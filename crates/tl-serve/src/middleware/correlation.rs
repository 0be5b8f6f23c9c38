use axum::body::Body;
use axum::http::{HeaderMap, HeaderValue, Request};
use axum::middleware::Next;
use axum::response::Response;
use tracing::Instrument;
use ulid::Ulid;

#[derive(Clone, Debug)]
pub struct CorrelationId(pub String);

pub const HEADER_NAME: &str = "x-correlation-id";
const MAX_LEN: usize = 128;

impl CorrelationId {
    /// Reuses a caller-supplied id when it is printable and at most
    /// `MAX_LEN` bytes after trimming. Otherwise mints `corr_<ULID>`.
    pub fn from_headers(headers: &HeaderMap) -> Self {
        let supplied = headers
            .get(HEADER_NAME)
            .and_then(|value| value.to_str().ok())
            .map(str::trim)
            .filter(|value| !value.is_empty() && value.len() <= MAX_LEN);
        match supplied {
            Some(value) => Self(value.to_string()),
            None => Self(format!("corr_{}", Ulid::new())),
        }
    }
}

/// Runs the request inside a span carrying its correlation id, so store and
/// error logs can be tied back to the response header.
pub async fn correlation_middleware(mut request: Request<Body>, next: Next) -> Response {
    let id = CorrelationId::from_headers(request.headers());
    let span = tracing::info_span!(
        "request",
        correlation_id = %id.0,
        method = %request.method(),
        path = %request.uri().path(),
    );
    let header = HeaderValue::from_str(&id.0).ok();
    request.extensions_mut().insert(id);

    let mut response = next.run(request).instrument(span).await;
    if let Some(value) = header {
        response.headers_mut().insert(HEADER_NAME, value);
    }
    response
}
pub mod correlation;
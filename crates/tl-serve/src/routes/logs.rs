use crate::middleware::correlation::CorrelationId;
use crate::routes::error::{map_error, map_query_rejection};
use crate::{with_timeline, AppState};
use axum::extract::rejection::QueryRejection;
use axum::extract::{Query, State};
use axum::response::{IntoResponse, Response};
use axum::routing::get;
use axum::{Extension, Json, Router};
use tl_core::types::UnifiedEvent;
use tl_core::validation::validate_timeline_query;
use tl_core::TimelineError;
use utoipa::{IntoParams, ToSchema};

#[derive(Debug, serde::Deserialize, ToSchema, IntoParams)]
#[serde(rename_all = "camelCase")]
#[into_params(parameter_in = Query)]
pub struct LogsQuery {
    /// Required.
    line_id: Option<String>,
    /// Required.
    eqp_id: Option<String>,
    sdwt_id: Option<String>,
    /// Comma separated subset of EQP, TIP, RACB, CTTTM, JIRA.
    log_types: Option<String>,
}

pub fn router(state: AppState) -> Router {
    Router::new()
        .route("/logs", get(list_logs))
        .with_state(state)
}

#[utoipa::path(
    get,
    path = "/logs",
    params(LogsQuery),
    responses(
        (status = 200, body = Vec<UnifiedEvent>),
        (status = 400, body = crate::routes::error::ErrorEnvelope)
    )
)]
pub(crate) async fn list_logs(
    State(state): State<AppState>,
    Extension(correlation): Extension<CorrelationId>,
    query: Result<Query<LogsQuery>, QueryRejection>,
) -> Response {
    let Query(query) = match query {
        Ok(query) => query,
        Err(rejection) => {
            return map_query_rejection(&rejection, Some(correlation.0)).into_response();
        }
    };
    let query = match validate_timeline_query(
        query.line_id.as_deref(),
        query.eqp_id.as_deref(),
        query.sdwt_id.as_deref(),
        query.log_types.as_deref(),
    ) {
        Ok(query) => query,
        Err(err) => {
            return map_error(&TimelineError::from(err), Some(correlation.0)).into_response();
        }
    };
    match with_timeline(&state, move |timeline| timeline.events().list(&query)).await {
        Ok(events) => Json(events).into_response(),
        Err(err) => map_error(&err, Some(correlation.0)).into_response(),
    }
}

+===+

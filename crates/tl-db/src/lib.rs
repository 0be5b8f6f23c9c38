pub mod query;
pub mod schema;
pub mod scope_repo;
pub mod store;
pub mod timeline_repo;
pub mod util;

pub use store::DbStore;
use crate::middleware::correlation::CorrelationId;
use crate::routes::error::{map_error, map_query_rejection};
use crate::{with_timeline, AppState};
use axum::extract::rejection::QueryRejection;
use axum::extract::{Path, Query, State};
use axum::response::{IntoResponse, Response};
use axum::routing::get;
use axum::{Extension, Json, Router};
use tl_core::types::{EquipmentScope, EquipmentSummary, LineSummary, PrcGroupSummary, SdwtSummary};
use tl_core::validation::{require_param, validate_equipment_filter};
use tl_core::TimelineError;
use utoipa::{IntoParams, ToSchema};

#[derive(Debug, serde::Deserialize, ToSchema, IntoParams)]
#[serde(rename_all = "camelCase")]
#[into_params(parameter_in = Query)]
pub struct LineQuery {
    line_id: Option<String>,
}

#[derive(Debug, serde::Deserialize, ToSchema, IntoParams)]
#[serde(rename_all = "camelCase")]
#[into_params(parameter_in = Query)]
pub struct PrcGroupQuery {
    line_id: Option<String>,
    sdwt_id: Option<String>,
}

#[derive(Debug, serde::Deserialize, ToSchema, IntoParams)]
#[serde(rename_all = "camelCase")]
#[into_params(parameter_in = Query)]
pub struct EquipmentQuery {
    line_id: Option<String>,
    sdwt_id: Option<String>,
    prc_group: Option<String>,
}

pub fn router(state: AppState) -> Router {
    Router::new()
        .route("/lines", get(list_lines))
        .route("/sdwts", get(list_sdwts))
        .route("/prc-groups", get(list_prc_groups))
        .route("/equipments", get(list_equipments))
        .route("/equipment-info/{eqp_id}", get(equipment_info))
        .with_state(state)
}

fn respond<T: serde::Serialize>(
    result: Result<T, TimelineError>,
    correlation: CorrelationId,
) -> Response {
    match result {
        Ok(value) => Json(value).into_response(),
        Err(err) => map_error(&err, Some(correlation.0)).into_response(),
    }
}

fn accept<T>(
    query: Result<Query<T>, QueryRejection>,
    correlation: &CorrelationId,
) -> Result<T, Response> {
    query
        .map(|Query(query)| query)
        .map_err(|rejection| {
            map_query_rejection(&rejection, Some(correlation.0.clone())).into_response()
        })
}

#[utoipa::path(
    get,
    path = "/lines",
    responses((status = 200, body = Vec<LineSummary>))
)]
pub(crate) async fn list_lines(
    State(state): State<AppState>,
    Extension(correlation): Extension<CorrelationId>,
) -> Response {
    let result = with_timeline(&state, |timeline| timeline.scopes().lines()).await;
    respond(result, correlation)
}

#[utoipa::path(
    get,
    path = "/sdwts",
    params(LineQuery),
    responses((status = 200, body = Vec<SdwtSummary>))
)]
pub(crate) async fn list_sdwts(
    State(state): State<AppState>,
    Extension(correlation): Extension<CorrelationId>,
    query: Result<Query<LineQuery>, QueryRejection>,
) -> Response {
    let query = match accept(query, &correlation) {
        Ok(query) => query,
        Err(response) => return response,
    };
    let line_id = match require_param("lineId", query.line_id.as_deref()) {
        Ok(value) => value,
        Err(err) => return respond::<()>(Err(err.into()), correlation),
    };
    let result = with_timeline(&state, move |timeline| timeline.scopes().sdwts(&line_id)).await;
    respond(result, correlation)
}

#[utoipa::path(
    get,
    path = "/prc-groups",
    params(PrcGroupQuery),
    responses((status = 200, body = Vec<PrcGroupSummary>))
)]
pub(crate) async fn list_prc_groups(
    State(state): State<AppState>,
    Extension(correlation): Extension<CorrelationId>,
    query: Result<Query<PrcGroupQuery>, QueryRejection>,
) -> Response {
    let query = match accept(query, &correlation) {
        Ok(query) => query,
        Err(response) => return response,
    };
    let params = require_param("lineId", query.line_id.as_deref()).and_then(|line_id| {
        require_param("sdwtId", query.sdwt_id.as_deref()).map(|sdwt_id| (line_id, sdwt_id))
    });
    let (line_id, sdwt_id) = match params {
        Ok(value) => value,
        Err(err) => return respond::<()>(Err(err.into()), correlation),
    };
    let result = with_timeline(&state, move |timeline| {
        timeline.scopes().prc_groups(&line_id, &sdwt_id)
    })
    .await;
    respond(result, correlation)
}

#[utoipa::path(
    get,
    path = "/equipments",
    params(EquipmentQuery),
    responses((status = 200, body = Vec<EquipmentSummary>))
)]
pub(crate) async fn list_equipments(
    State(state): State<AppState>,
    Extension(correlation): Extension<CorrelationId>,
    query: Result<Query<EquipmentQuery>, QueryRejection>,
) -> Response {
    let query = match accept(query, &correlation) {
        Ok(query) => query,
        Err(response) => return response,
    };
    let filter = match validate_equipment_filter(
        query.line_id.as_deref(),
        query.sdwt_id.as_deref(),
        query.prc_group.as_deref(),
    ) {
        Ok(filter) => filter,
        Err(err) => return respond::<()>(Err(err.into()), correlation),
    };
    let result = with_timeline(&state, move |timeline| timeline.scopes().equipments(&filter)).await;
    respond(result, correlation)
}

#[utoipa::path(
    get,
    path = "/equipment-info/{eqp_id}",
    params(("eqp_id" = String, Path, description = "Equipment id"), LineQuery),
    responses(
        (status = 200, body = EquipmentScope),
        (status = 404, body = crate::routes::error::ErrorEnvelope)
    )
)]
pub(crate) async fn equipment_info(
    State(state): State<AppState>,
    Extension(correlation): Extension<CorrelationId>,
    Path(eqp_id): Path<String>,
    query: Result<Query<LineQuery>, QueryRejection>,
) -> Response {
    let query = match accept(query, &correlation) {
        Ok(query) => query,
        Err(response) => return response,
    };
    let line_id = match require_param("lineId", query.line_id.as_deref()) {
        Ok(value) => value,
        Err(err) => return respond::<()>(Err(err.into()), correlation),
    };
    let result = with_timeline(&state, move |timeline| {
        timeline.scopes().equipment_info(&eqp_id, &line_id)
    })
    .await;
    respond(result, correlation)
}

+===+

**What you should do:**
Copy out each line of the entries above that holds "LogsQuery".

**Answer section:**
pub struct LogsQuery {
    params(LogsQuery),
    query: Result<Query<LogsQuery>, QueryRejection>,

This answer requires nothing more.